The controller 12 closes the air-circulation solenoid valve 14 when a predetermined time elapsed, and causes the circulation-air generating unit 6 to stop generating the circulation air. Subsequently, the controller 12 causes the work moving unit 21 to move down the cleaning target object 2 from the initial position, opens the acceleration solenoid valve 15 to supply compressed air to the cleaning-medium accelerating unit 7 via the acceleration-switching control valve 16, so that compressed air is blown out from the acceleration nozzle 71a of the cleaning-medium accelerating unit 7. The controller 12 opens the recycling solenoid valve 17 to conduct the cleaning-medium recycle unit 8 to the dust collector 19, and generates negative pressure in the hood 82. When the circulation air generated by the circulation-air generating unit 6 is stopped, the cleaning medium 4 flown by the circulation air is fallen down. The falling down cleaning medium 4 is caused to collide with the cleaning target object 2 by the compressed air blown from the acceleration nozzle 71a, removing the dust 3 attached to a surface of the cleaning target object 2.
The dust 3 removed from the cleaning target object 2 and the cleaning medium 4 with the dust attached due to collision with the cleaning target object 2 are fallen by gravity, and accumulated on the separation member 81 of the cleaning-medium recycle unit 8 that is vacuuming air due to the negative pressure inside the hood 82. The dust fallen on the separation member 81 and the dust attached to the cleaning medium 4 are vacuumed into the hood 82 due to the negative pressure inside the hood 82, and collected by the dust collector 19. As a result, the cleaning medium 4 with the dust attached can be effectively recycled.

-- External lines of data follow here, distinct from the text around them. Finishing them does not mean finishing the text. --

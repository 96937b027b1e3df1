//! Unary gRPC calls to the plugin
//!
//! The plugin services are small and every method is unary, so a single
//! generic call path over [`tonic::client::Grpc`] serves both protocol
//! versions. Only the method path differs.

use crate::context::Context;
use crate::error::CallError;
use tonic::codec::ProstCodec;
use tonic::codegen::http::uri::PathAndQuery;
use tonic::transport::Channel;

#[derive(Debug, Clone)]
pub(crate) struct PluginClient {
    inner: tonic::client::Grpc<Channel>,
}

impl PluginClient {
    pub fn new(channel: Channel, max_message_size: usize) -> Self {
        let inner = tonic::client::Grpc::new(channel)
            .max_decoding_message_size(max_message_size)
            .max_encoding_message_size(max_message_size);
        Self { inner }
    }

    /// Calls `path` with `message`, honouring the context's cancellation
    /// and deadline. The deadline is also sent to the plugin as the gRPC
    /// timeout.
    pub async fn unary<Req, Resp>(
        &self,
        ctx: &Context,
        path: &'static str,
        message: Req,
    ) -> Result<Resp, CallError>
    where
        Req: prost::Message + Send + Sync + 'static,
        Resp: prost::Message + Default + Send + Sync + 'static,
    {
        let mut inner = self.inner.clone();
        let mut request = tonic::Request::new(message);
        if let Some(remaining) = ctx.remaining() {
            request.set_timeout(remaining);
        }

        tracing::trace!(method = path, "calling provider plugin");

        ctx.run(async move {
            inner
                .ready()
                .await
                .map_err(|err| tonic::Status::from_error(Box::new(err)))?;
            let response = inner
                .unary(request, PathAndQuery::from_static(path), ProstCodec::default())
                .await?;
            Ok(response.into_inner())
        })
        .await
    }
}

Upon blowing compressed air from the acceleration nozzle 71a for a predetermined time period, the controller 12 closes the acceleration solenoid valve 15 and the recycling solenoid valve 17, and stops operations of the cleaning-medium accelerating unit 7 and the cleaning-medium recycle unit 8. When the recycling solenoid valve 17 is closed, the negative pressure inside the hood 82 is released, so that vacuum force of the hood 82 to the cleaning medium 4 accumulated on the separation member 81 is lost. Therefore, the cleaning medium 4 is removed from the separation member 81 by subsequent flow of the circulation air. Accordingly, the dust can be continuously removed from the cleaning medium 4 without causing the cleaning medium 4 to cover and seal a mesh portion of the separation member 81. Therefore, it is not required to replace all the cleaning media 4, making it possible to effectively use the cleaning medium 4 by supplying deficient amounts due to damage. As a result, maintenance efficiency can be improved.

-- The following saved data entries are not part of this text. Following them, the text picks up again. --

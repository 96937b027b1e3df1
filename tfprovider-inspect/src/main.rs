//! tfprovider-inspect
//!
//! Starts a provider plugin and prints the resource types in its schema.
//!
//! ```bash
//! tfprovider-inspect ./terraform-provider-null
//! tfprovider-inspect --json ./terraform-provider-null > schema.json
//! RUST_LOG=tfprovider=debug tfprovider-inspect ./terraform-provider-null
//! ```

use std::ffi::OsString;
use std::process::ExitCode;
use tfprovider::{Diagnostics, Provider, Schema};
use tracing_subscriber::{fmt, prelude::*, EnvFilter};

fn init_logging() {
    let filter = EnvFilter::try_from_default_env().unwrap_or_else(|_| EnvFilter::new("warn"));

    tracing_subscriber::registry()
        .with(filter)
        .with(fmt::layer().with_writer(std::io::stderr).with_target(true))
        .init();
}

#[derive(Debug, PartialEq)]
struct Args {
    json: bool,
    executable: OsString,
    provider_args: Vec<OsString>,
}

fn parse_args(args: impl IntoIterator<Item = OsString>) -> Option<Args> {
    let mut args = args.into_iter().peekable();
    let json = args.next_if(|arg| arg == "--json").is_some();
    let executable = args.next()?;
    Some(Args {
        json,
        executable,
        provider_args: args.collect(),
    })
}

fn render_listing(schema: &Schema) -> String {
    let mut out = String::new();
    if !schema.managed_resource_types.is_empty() {
        out.push_str("\n# Managed Resource Types\n\n");
        for name in schema.managed_resource_types.keys() {
            out.push_str(&format!("- {name}\n"));
        }
    }
    if !schema.data_resource_types.is_empty() {
        out.push_str("\n# Data Resource Types\n\n");
        for name in schema.data_resource_types.keys() {
            out.push_str(&format!("- {name}\n"));
        }
    }
    out.push('\n');
    out
}

fn show_diagnostics(diags: &Diagnostics) {
    for diag in diags {
        eprintln!("{diag}");
    }
}

async fn close(provider: &Provider) {
    if let Err(err) = provider.close().await {
        tracing::warn!(error = %err, "failed to stop provider plugin");
    }
}

#[tokio::main]
async fn main() -> ExitCode {
    init_logging();

    let mut argv = std::env::args_os();
    let program = argv
        .next()
        .map(|p| p.to_string_lossy().into_owned())
        .unwrap_or_else(|| "tfprovider-inspect".to_string());
    let Some(args) = parse_args(argv) else {
        eprintln!("Usage: {program} [--json] <provider-executable> [provider-args...]");
        return ExitCode::FAILURE;
    };

    let provider = match tfprovider::start(&args.executable, args.provider_args).await {
        Ok(provider) => provider,
        Err(tfprovider::TfproviderError::Schema(diags)) => {
            show_diagnostics(&diags);
            return ExitCode::FAILURE;
        }
        Err(err) => {
            eprintln!("Error: {err}");
            return ExitCode::FAILURE;
        }
    };
    tracing::debug!(version = %provider.protocol_version(), "provider started");

    let schema = provider.schema();
    let code = if args.json {
        match serde_json::to_string_pretty(&*schema) {
            Ok(json) => {
                println!("{json}");
                ExitCode::SUCCESS
            }
            Err(err) => {
                eprintln!("Error: failed to render schema: {err}");
                ExitCode::FAILURE
            }
        }
    } else {
        print!("{}", render_listing(&schema));
        ExitCode::SUCCESS
    };

    close(&provider).await;
    code
}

As described above, by intermittently operating the cleaning-medium recycle unit, it is possible to remove, from the cleaning-medium recycle unit, the cleaning medium stuck to the cleaning-medium recycle unit. Therefore, performance of the cleaning-medium recycle unit can be maintained.
It is difficult for the cleaning medium to move when the cleaning-medium recycle unit is vacuuming the cleaning medium for recycling because retaining force is applied to the cleaning medium. However, because the cleaning medium is not recycled during circulation of the cleaning medium according to the first embodiment, it is possible to realize effective circulation of the cleaning medium. As a result, it is possible to load a large number of the cleaning media to the cleaning-medium accelerating unit, improving cleaning efficiency.
The controller 12 re-opens the air-circulation solenoid valve 14 to cause the circulation-air generating unit 6 to generate circulation air, flows the cleaning medium 4 recycled and accumulated on the separation member 81 of the cleaning-medium recycle unit 8 for a predetermined time period T1. Subsequently, the controller 12 opens the acceleration solenoid valve 15 and the recycling solenoid valve 17 to switch the acceleration-switching control valve 16 to the acceleration nozzle 71b, and performs a process of removing dust from the cleaning target object 2 and a process of recycling the cleaning medium 4 for a predetermined time period. The time for performing the processes of removing dust from the cleaning target object 2 and recycling the cleaning medium 4 are set longer than a time for generating the circulation air, so that wide range of the cleaning target object 2 can be cleaned. Because compressed air is blown out alternately from each of the acceleration nozzles 71a and 71b, it is possible to avoid interference between air blown out from each of the acceleration nozzles 71a and 71b. Therefore, it is possible to assuredly cause the cleaning medium 4 to collide with the cleaning target object 2. As a result, cleaning efficiency of the cleaning medium 4 can be improved.
The processes of generating the circulation air, removing dust from the cleaning target object 2, and recycling the cleaning medium 4 are repeatedly performed while the cleaning target object 2 gradually moves down from the initial position. As shown in
As described above, by intermittently operating the cleaning-medium circulating unit and the cleaning-medium accelerating unit or the cleaning-medium recycle unit, it is possible to avoid interference between each of operations of accelerating, vacuuming, and circulating the cleaning medium. Therefore, it is possible to effectively move the cleaning medium, and cause the cleaning medium to collide with the cleaning target object. As a result, cleaning performance can be improved and energy consumption can be reduced.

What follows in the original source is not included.